Em um dos episódios mais intensos do conflito que se arrasta na Europa Oriental, a Rússia lançou um ataque sem precedentes contra a Ucrânia, utilizando um impressionante total de 355 drones. Esse ataque não apenas marca um novo recorde no uso de veículos aéreos não tripulados (VANTs), como também evidencia a escalada das hostilidades entre os dois países, que já experimentaram uma série de confrontos armados desde o início da invasão russa em 2022.
Este maciço uso de drones ocorreu em meio a um contexto de crescente tensão entre Moscovo e Kiev, com a Ucrânia intensificando suas operações em território ocupado e buscando apoio internacional. Os drones, que podem ter variado em tipo e capacidade, foram lançados em várias ondas, apresentando um significativo desafio para as forças ucranianas, que se esforçam para interceptar as aeronaves não tripuladas. Relatos indicam que a defesa aérea ucraniana, apesar de seus avanços e da ajuda estrangeira, teve dificuldades em lidar com tamanha quantidade de alvos simultâneos.
A ofensiva russa também foi acompanhada de bombardeios em várias localidades ucranianas, visando não apenas alvos militares, mas também infraestrutura crítica. As consequências para a população civil são alarmantes, com relatos de danos a residências e serviços essenciais. A destruição de infraestrutura não só afeta a capacidade de resistência da Ucrânia, mas também agrava a crise humanitária que já perdura na região.
Por outro lado, a resposta internacional a essa escalada tem sido marcada por condenações e promessas de apoio. Vários países ocidentais reiteraram sua solidariedade à Ucrânia e prometeram aumentar a assistência militar, incluindo sistemas de defesa aérea mais sofisticados. Essa parceria tem sido crucial para a manutenção da capacidade de resistência ucraniana diante do avanço contínuo das forças russas.

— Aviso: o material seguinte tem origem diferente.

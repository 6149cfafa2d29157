//! Hashtags: normalization and extraction from post text.
//!
//! A hashtag token is `#` followed by one or more alphanumeric or `_`
//! characters, and only counts when the `#` does not continue a word
//! (`a#b` is not a tag). The slug is the lowercased token; the display name
//! keeps the author's casing from the first occurrence.

use std::collections::HashSet;
use std::fmt;

use serde::{Deserialize, Serialize};

use crate::error::TypeError;

/// Longest accepted slug, in characters.
pub const MAX_TAG_LEN: usize = 64;

fn is_tag_char(c: char) -> bool {
    c.is_alphanumeric() || c == '_'
}

/// Normalized hashtag key: lowercase, no leading `#`, path-safe.
#[derive(Clone, PartialEq, Eq, Hash, PartialOrd, Ord, Serialize, Deserialize)]
#[serde(try_from = "String", into = "String")]
pub struct TagSlug(String);

impl TagSlug {
    /// Normalize user input (`"#World"`, `"world"`, `" World "`) into a slug.
    pub fn parse(raw: &str) -> Result<Self, TypeError> {
        let trimmed = raw.trim();
        let token = trimmed.strip_prefix('#').unwrap_or(trimmed);
        if token.is_empty() {
            return Err(TypeError::InvalidTag {
                tag: raw.to_string(),
                reason: "tag must not be empty".into(),
            });
        }
        if let Some(bad) = token.chars().find(|c| !is_tag_char(*c)) {
            return Err(TypeError::InvalidTag {
                tag: raw.to_string(),
                reason: format!("contains forbidden character: {bad:?}"),
            });
        }
        if token.chars().count() > MAX_TAG_LEN {
            return Err(TypeError::InvalidTag {
                tag: raw.to_string(),
                reason: format!("longer than {MAX_TAG_LEN} characters"),
            });
        }
        Ok(Self(token.to_lowercase()))
    }

    pub fn as_str(&self) -> &str {
        &self.0
    }
}

impl fmt::Debug for TagSlug {
    fn fmt(&self, f: &mut fmt::Formatter<'_>) -> fmt::Result {
        write!(f, "TagSlug(#{})", self.0)
    }
}

impl fmt::Display for TagSlug {
    fn fmt(&self, f: &mut fmt::Formatter<'_>) -> fmt::Result {
        write!(f, "{}", self.0)
    }
}

impl TryFrom<String> for TagSlug {
    type Error = TypeError;

    fn try_from(value: String) -> Result<Self, Self::Error> {
        Self::parse(&value)
    }
}

impl From<TagSlug> for String {
    fn from(slug: TagSlug) -> Self {
        slug.0
    }
}

/// A hashtag as attached to a post.
#[derive(Clone, Debug, PartialEq, Eq, Hash, Serialize, Deserialize)]
pub struct Tag {
    pub slug: TagSlug,
    pub name: String,
}

impl Tag {
    /// Build a tag from a raw token, keeping its casing as the display name.
    pub fn parse(raw: &str) -> Result<Self, TypeError> {
        let slug = TagSlug::parse(raw)?;
        let trimmed = raw.trim();
        let name = trimmed.strip_prefix('#').unwrap_or(trimmed).to_string();
        Ok(Self { slug, name })
    }
}

/// Extract hashtags from post text, deduplicated by slug in order of first
/// appearance. Over-long tokens are skipped.
pub fn extract_tags(text: &str) -> Vec<Tag> {
    let chars: Vec<char> = text.chars().collect();
    let mut seen = HashSet::new();
    let mut tags = Vec::new();
    let mut i = 0;

    while i < chars.len() {
        let starts_tag = chars[i] == '#' && (i == 0 || !is_tag_char(chars[i - 1]));
        if !starts_tag {
            i += 1;
            continue;
        }
        let start = i + 1;
        let mut end = start;
        while end < chars.len() && is_tag_char(chars[end]) {
            end += 1;
        }
        if end > start {
            let token: String = chars[start..end].iter().collect();
            if let Ok(tag) = Tag::parse(&token) {
                if seen.insert(tag.slug.clone()) {
                    tags.push(tag);
                }
            }
        }
        i = end.max(i + 1);
    }

    tags
}

#[cfg(test)]
mod tests {
    use super::*;
    use proptest::prelude::*;

    fn slugs(text: &str) -> Vec<String> {
        extract_tags(text)
            .into_iter()
            .map(|t| t.slug.as_str().to_string())
            .collect()
    }

    #[test]
    fn extracts_single_tag() {
        let tags = extract_tags("hello #world");
        assert_eq!(
            tags,
            vec![Tag {
                slug: TagSlug::parse("world").unwrap(),
                name: "world".into()
            }]
        );
    }

    #[test]
    fn deduplicates_by_slug_keeping_first_name() {
        let tags = extract_tags("#Rust is #rust and #RUST");
        assert_eq!(tags.len(), 1);
        assert_eq!(tags[0].name, "Rust");
        assert_eq!(tags[0].slug.as_str(), "rust");
    }

    #[test]
    fn ignores_hash_inside_words_and_bare_hashes() {
        assert!(slugs("issue a#b and # alone and ##").is_empty());
    }

    #[test]
    fn stops_at_punctuation() {
        assert_eq!(slugs("#one, #two! (#three)"), vec!["one", "two", "three"]);
    }

    #[test]
    fn unicode_tags() {
        assert_eq!(slugs("#Ümlaut"), vec!["ümlaut"]);
    }

    #[test]
    fn parse_rejects_empty_and_malformed() {
        assert!(TagSlug::parse("#").is_err());
        assert!(TagSlug::parse("   ").is_err());
        assert!(TagSlug::parse("two words").is_err());
        assert!(TagSlug::parse("a/b").is_err());
    }

    #[test]
    fn parse_rejects_over_long() {
        let long = "a".repeat(MAX_TAG_LEN + 1);
        assert!(TagSlug::parse(&long).is_err());
        assert!(extract_tags(&format!("#{long}")).is_empty());
    }

    #[test]
    fn tag_serde_shape() {
        let tag = Tag::parse("#World").unwrap();
        let json = serde_json::to_value(&tag).unwrap();
        assert_eq!(json, serde_json::json!({"slug": "world", "name": "World"}));
    }

    proptest! {
        #[test]
        fn normalization_is_idempotent(token in "[A-Za-z0-9_]{1,40}") {
            let once = TagSlug::parse(&token).unwrap();
            let twice = TagSlug::parse(once.as_str()).unwrap();
            prop_assert_eq!(once, twice);
        }

        #[test]
        fn extracted_slugs_are_unique(text in "[a-c #]{0,60}") {
            let found = slugs(&text);
            let unique: HashSet<_> = found.iter().collect();
            prop_assert_eq!(found.len(), unique.len());
        }
    }
}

Ao mesmo tempo, o ataque em larga escala pode ser interpretado como uma tentativa da Rússia de marcar território estratégico e pressionar a Ucrânia em um momento em que as negociações de paz são escassas. O uso massivo de drones levanta também questões sobre o futuro da guerra moderna, onde a tecnologia está redefinindo as dinâmicas dos conflitos armados e expondo o público a um novo nível de vulnerabilidade.